Following on from last month’s announcement of Ultra Messaging SMX, Informatica has published a range of latency and throughput performance figures for the shared memory transport, covering a number of programming languages. Messaging latency as low as 39 nanoseconds was recorded, with overall latency more than 16 times lower than tests conducted on an earlier version of the transport, conducted in May 2010.
Ultra Messaging SMX is designed for messaging within a single server – in fact within a single multi-core chip, an architecture that has become increasingly adopted as Intel has rolled out its Sandy Bridge (and now Ivy Bridge) microprocessors – with up to 12 cores on certain Ivy Bridge chips. On chip cache memory is leveraged by SMX, since it is faster than fetching data from standard RAM.
Latency tests were conducted between threads running on the same core (2 threads per core are supported by Intel) and between cores on the same chip. Throughput tests were conducted from one thread to threads across many cores on the same chip. Informatica did not test latency between cores across sockets, since it would have been higher than for a single socket.
Informatica tested its transport against C, C# and Java APIs, noting that trading systems are often built using a number of languages and so such support is a typical requirement. The test systems for latency included one server with an Intel Xeon E5-1620, with 4 cores, clocked at 3.6 GHz, while for throughput tests a server with a (pre-release) 10 core Ivy Bridge chip, operating at 2.8 GHz, was used. CentOS and Red Hat Linux operating systems were hosts for the C and Java tests, with Microsoft Windows 7 Professional SP1 supporting the C# tests.

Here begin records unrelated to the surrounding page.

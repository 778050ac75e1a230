use chrono::NaiveDate;
use serde::{Deserialize, Serialize};

use super::category::CategoryKey;

/// A single committed ledger entry. Transactions are append-only facts:
/// once recorded they are never edited or removed, and every balance in the
/// account can be re-derived from them.
#[derive(Debug, Clone, Serialize, Deserialize)]
pub struct Transaction {
    pub date: NaiveDate,
    /// Positive amounts are credits, negative amounts are debits.
    pub amount: f64,
    pub category: CategoryKey,
    /// Free text carrying provenance, e.g. "Scheduled: rent" or
    /// "Interest (monthly)".
    #[serde(default)]
    pub note: String,
}

impl Transaction {
    pub fn new(
        date: NaiveDate,
        amount: f64,
        category: CategoryKey,
        note: impl Into<String>,
    ) -> Self {
        Self {
            date,
            amount,
            category,
            note: note.into(),
        }
    }
}
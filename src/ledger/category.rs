use serde::{Deserialize, Serialize};
use std::fmt;

/// Canonical key of the catch-all category.
pub const FALLBACK_KEY: &str = "other";

/// Display name of the catch-all category.
pub const FALLBACK_DISPLAY_NAME: &str = "Other";

/// Interned category identity: the trimmed, lowercased form of a display
/// name. Empty input maps to the catch-all key.
///
/// Keys are derived once when a category enters the account and compared
/// byte-for-byte afterwards, so "Saving", " saving " and "SAVING" all
/// address the same balance bucket. The account keeps the key-to-display
/// registry.
#[derive(Debug, Clone, PartialEq, Eq, PartialOrd, Ord, Hash, Serialize, Deserialize)]
#[serde(transparent)]
pub struct CategoryKey(String);

impl CategoryKey {
    pub fn new(display: &str) -> Self {
        let normalized = display.trim().to_lowercase();
        if normalized.is_empty() {
            Self::fallback()
        } else {
            CategoryKey(normalized)
        }
    }

    /// The catch-all category key.
    pub fn fallback() -> Self {
        CategoryKey(FALLBACK_KEY.to_string())
    }

    pub fn as_str(&self) -> &str {
        &self.0
    }
}

impl fmt::Display for CategoryKey {
    fn fmt(&self, f: &mut fmt::Formatter<'_>) -> fmt::Result {
        f.write_str(&self.0)
    }
}

/// Cleans a raw category name for display: keeps letters, digits, and
/// spaces, collapses whitespace runs, and falls back to "Category" when
/// nothing survives.
pub fn sanitize_display_name(raw: &str) -> String {
    let mut out = String::with_capacity(raw.len());
    let mut last_space = false;
    for c in raw.chars() {
        if c.is_alphanumeric() {
            out.push(c);
            last_space = false;
        } else if c.is_whitespace() && !out.is_empty() && !last_space {
            out.push(' ');
            last_space = true;
        }
    }
    let trimmed = out.trim_end();
    if trimmed.is_empty() {
        "Category".to_string()
    } else {
        trimmed.to_string()
    }
}
use chrono::Utc;
use std::{
    fs,
    io::Write,
    path::{Path, PathBuf},
};

use crate::{ledger::Account, utils};

use super::Result;

const ACCOUNT_FILE: &str = "account.json";
const BACKUP_DIR: &str = "backups";
const BACKUP_TIMESTAMP_FORMAT: &str = "%Y%m%d_%H%M%S";
const TMP_SUFFIX: &str = "tmp";
const DEFAULT_RETENTION: usize = 5;

/// JSON-file persistence for the account snapshot.
///
/// Saves are staged through a temporary sibling and renamed into place, so
/// an interrupted write never truncates existing state, and the previous
/// snapshot is rotated into `backups/` first.
#[derive(Clone)]
pub struct JsonStorage {
    root: PathBuf,
    account_file: PathBuf,
    backups_dir: PathBuf,
    retention: usize,
}

impl JsonStorage {
    pub fn new(root: Option<PathBuf>, retention: Option<usize>) -> Result<Self> {
        let root = root.unwrap_or_else(utils::app_data_dir);
        ensure_dir(&root)?;
        let backups_dir = root.join(BACKUP_DIR);
        Ok(Self {
            account_file: root.join(ACCOUNT_FILE),
            backups_dir,
            root,
            retention: retention.unwrap_or(DEFAULT_RETENTION).max(1),
        })
    }

    pub fn new_default() -> Result<Self> {
        Self::new(None, None)
    }

    pub fn account_path(&self) -> &Path {
        &self.account_file
    }

    pub fn base_dir(&self) -> &Path {
        &self.root
    }

    /// Saves the account, rotating any previous snapshot into `backups/`.
    /// Cursor state (schedule `next_date`, interest `next_apply`) is
    /// persisted verbatim so processing stays idempotent across restarts.
    pub fn save(&self, account: &Account) -> Result<()> {
        if self.account_file.exists() {
            self.backup_existing_file()?;
        }
        let json = serde_json::to_string_pretty(account)?;
        let tmp = tmp_path(&self.account_file);
        write_atomic(&tmp, &json)?;
        fs::rename(&tmp, &self.account_file)?;
        Ok(())
    }

    /// Loads the persisted account if one exists, recomputing the derived
    /// balances from the ledger. Drift between persisted and recomputed
    /// values is logged and returned as warnings, never treated as fatal.
    pub fn load(&self) -> Result<Option<(Account, Vec<String>)>> {
        if !self.account_file.exists() {
            return Ok(None);
        }
        let data = fs::read_to_string(&self.account_file)?;
        let mut account: Account = serde_json::from_str(&data)?;
        let warnings = account.rebuild_derived_state();
        for warning in &warnings {
            tracing::warn!(%warning, "persisted state drift");
        }
        Ok(Some((account, warnings)))
    }

    fn backup_existing_file(&self) -> Result<()> {
        ensure_dir(&self.backups_dir)?;
        let timestamp = Utc::now().format(BACKUP_TIMESTAMP_FORMAT).to_string();
        let backup_path = self.backups_dir.join(format!("account_{timestamp}.json"));
        fs::copy(&self.account_file, &backup_path)?;
        self.prune_backups()?;
        Ok(())
    }

    fn prune_backups(&self) -> Result<()> {
        let mut entries: Vec<PathBuf> = fs::read_dir(&self.backups_dir)?
            .filter_map(|entry| entry.ok())
            .map(|entry| entry.path())
            .filter(|path| path.extension().and_then(|ext| ext.to_str()) == Some("json"))
            .collect();
        // Timestamped names sort chronologically.
        entries.sort();
        while entries.len() > self.retention {
            let oldest = entries.remove(0);
            let _ = fs::remove_file(oldest);
        }
        Ok(())
    }
}

fn ensure_dir(path: &Path) -> Result<()> {
    if !path.exists() {
        fs::create_dir_all(path)?;
    }
    Ok(())
}

fn tmp_path(path: &Path) -> PathBuf {
    let mut tmp = path.to_path_buf();
    let ext = match path.extension().and_then(|ext| ext.to_str()) {
        Some(existing) => format!("{existing}.{TMP_SUFFIX}"),
        None => TMP_SUFFIX.to_string(),
    };
    tmp.set_extension(ext);
    tmp
}

fn write_atomic(path: &Path, data: &str) -> Result<()> {
    let mut file = fs::File::create(path)?;
    file.write_all(data.as_bytes())?;
    file.flush()?;
    Ok(())
}
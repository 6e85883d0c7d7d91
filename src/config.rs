use std::path::PathBuf;
use std::time::Duration;

pub const DEFAULT_TRUNCLEN: usize = 35;
pub const DEFAULT_FORMAT: &str = "{play_pause} {artist}: {song}";
pub const DEFAULT_PLAYING_GLYPH: &str = "\u{f04b}";
pub const DEFAULT_PAUSED_GLYPH: &str = "\u{f04c}";
pub const DEFAULT_UNKNOWN_GLYPH: &str = "?";
pub const DEFAULT_PLAYER: &str = "spotifyd";
pub const DEFAULT_CACHE_PATH: &str = "/tmp/polybar-play-lastplayed.json";
pub const DEFAULT_TIMEOUT_MS: u64 = 5000;

/// Which backend answers the metadata query.
#[derive(Debug, Clone, PartialEq, Eq)]
pub enum PlayerKind {
    Mpd,
    /// Suffix appended to `org.mpris.MediaPlayer2.`.
    Mpris(String),
}

impl PlayerKind {
    pub fn from_name(name: &str) -> Self {
        if name == "mpd" {
            PlayerKind::Mpd
        } else {
            PlayerKind::Mpris(name.to_string())
        }
    }
}

/// Everything one invocation needs, fixed once parsed.
#[derive(Debug, Clone, PartialEq)]
pub struct Config {
    pub trunclen: usize,
    pub format: String,
    /// Comma separated: playing, paused, unknown.
    pub play_pause: String,
    pub font: Option<u32>,
    pub play_pause_font: Option<u32>,
    pub quiet: bool,
    pub player: PlayerKind,
    pub cache_path: PathBuf,
    pub timeout: Duration,
}

impl Default for Config {
    fn default() -> Self {
        Self {
            trunclen: DEFAULT_TRUNCLEN,
            format: DEFAULT_FORMAT.to_string(),
            play_pause: format!(
                "{DEFAULT_PLAYING_GLYPH},{DEFAULT_PAUSED_GLYPH},{DEFAULT_UNKNOWN_GLYPH}"
            ),
            font: None,
            play_pause_font: None,
            quiet: false,
            player: PlayerKind::from_name(DEFAULT_PLAYER),
            cache_path: PathBuf::from(DEFAULT_CACHE_PATH),
            timeout: Duration::from_millis(DEFAULT_TIMEOUT_MS),
        }
    }
}
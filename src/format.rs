//! Turns track metadata into the single status line.
//!
//! Templates use `{artist}`, `{song}`, `{album}` and `{play_pause}`; `{{` and
//! `}}` produce literal braces. Anything else in braces is rejected.

use thiserror::Error;

use crate::config::{Config, DEFAULT_PAUSED_GLYPH, DEFAULT_PLAYING_GLYPH, DEFAULT_UNKNOWN_GLYPH};
use crate::metadata::{PlaybackStatus, TrackMetadata};

/// Characters allowed beyond the configured length for the glyph and padding.
pub const TRUNCATION_SLACK: usize = 4;
pub const ELLIPSIS: &str = "...";

#[derive(Debug, Clone, PartialEq, Eq, Error)]
pub enum TemplateError {
    #[error("unknown placeholder {{{0}}}")]
    UnknownPlaceholder(String),
    #[error("unmatched '{{' at offset {0}")]
    UnclosedBrace(usize),
    #[error("single '}}' at offset {0}")]
    StrayClosingBrace(usize),
}

#[derive(Debug, Clone, Copy, PartialEq, Eq)]
enum Field {
    Artist,
    Song,
    Album,
    PlayPause,
}

impl Field {
    fn from_name(name: &str) -> Option<Self> {
        match name {
            "artist" => Some(Field::Artist),
            "song" => Some(Field::Song),
            "album" => Some(Field::Album),
            "play_pause" => Some(Field::PlayPause),
            _ => None,
        }
    }
}

#[derive(Debug, Clone, PartialEq, Eq)]
enum Segment {
    Literal(String),
    Field(Field),
}

/// A parsed output template.
#[derive(Debug, Clone, PartialEq, Eq)]
pub struct Template {
    segments: Vec<Segment>,
}

impl Template {
    pub fn parse(source: &str) -> Result<Self, TemplateError> {
        let mut segments = Vec::new();
        let mut literal = String::new();
        let mut chars = source.char_indices().peekable();

        while let Some((offset, c)) = chars.next() {
            match c {
                '{' if chars.peek().map(|&(_, next)| next) == Some('{') => {
                    chars.next();
                    literal.push('{');
                }
                '}' if chars.peek().map(|&(_, next)| next) == Some('}') => {
                    chars.next();
                    literal.push('}');
                }
                '{' => {
                    let mut name = String::new();
                    let mut closed = false;
                    for (_, c) in chars.by_ref() {
                        if c == '}' {
                            closed = true;
                            break;
                        }
                        name.push(c);
                    }
                    if !closed {
                        return Err(TemplateError::UnclosedBrace(offset));
                    }
                    let field = Field::from_name(&name)
                        .ok_or(TemplateError::UnknownPlaceholder(name))?;
                    if !literal.is_empty() {
                        segments.push(Segment::Literal(std::mem::take(&mut literal)));
                    }
                    segments.push(Segment::Field(field));
                }
                '}' => return Err(TemplateError::StrayClosingBrace(offset)),
                c => literal.push(c),
            }
        }
        if !literal.is_empty() {
            segments.push(Segment::Literal(literal));
        }
        Ok(Self { segments })
    }

    pub fn substitute(&self, artist: &str, song: &str, album: &str, play_pause: &str) -> String {
        self.segments
            .iter()
            .map(|segment| match segment {
                Segment::Literal(text) => text.as_str(),
                Segment::Field(Field::Artist) => artist,
                Segment::Field(Field::Song) => song,
                Segment::Field(Field::Album) => album,
                Segment::Field(Field::PlayPause) => play_pause,
            })
            .collect()
    }
}

/// Polybar font markup: `%{T<index>}label%{T-}`.
pub fn with_font(index: u32, label: &str) -> String {
    format!("%{{T{index}}}{label}%{{T-}}")
}

/// Choose the glyph for `status` from a comma separated
/// `playing,paused,unknown` list.
pub fn select_glyph(spec: &str, status: &PlaybackStatus) -> String {
    let fields: Vec<&str> = spec.split(',').collect();
    let pick = |index: usize, fallback: &str| {
        fields.get(index).copied().unwrap_or(fallback).to_string()
    };
    match status {
        PlaybackStatus::Playing => pick(0, DEFAULT_PLAYING_GLYPH),
        PlaybackStatus::Paused => pick(1, DEFAULT_PAUSED_GLYPH),
        PlaybackStatus::Unknown => pick(2, DEFAULT_UNKNOWN_GLYPH),
        PlaybackStatus::Other(_) => String::new(),
    }
}

/// Cut `text` to `len` characters and add an ellipsis. If the kept part
/// opens a parenthesis it never closes, a `)` is added after the ellipsis.
pub fn truncate(text: &str, len: usize) -> String {
    if text.chars().count() <= len {
        return text.to_string();
    }
    let mut out: String = text.chars().take(len).collect();
    out.push_str(ELLIPSIS);
    if out.contains('(') && !out.contains(')') {
        out.push(')');
    }
    out
}

/// Build the status line, without the trailing newline. Returns an empty
/// string when output is suppressed.
pub fn render(config: &Config, track: &TrackMetadata) -> Result<String, TemplateError> {
    let mut play_pause = select_glyph(&config.play_pause, &track.status);
    if let Some(index) = config.play_pause_font {
        play_pause = with_font(index, &play_pause);
    }

    if (config.quiet && track.status == PlaybackStatus::Paused) || track.is_empty() {
        return Ok(String::new());
    }

    let template = Template::parse(&config.format)?;
    let line = match config.font {
        Some(index) => template.substitute(
            &with_font(index, &track.artist),
            &with_font(index, &track.song),
            &with_font(index, &track.album),
            &play_pause,
        ),
        None => template.substitute(&track.artist, &track.song, &track.album, &play_pause),
    };
    Ok(truncate(&line, config.trunclen.saturating_add(TRUNCATION_SLACK)))
}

Some highlights from the tests are:
* Thread to thread latency on same core, for the C API, and 16 byte messages, was 39 nanoseconds. The same for 128 byte messages was 48 nanoseconds, for 512 byte messages was 81 nanoseconds.
* Thread to thread latency on a sibling core, for the C API, was 103 nanoseconds for 16 byte messages, 111 nanoseconds for 128 byte messages, and 135 nanoseconds for 512 byte messages.
* C# and Java latencies were a bit higher. For example, latency for 512 byte messages between threads on the same core was 135 nanoseconds for C# and 106 nanoseconds for Java.
* As an example of a throughput test, 16 byte messages were transmitted from one thread to up to 19 other threads on the same chip. With 19 receivers and the C API, throughput of 133.92 million messages/secomd was achieved, without batching of messages. Batching – which increases latency – increased this to 305.34 million messages/second. Informatica found that throughput increased nearly linearly as receivers were added.
While the significant decrease in high frequency trading has reduced the overall need for such low latency transports, Informatica notes that it is still required for other trading operations and strategies, such as arbitrage, market making and smart order routing.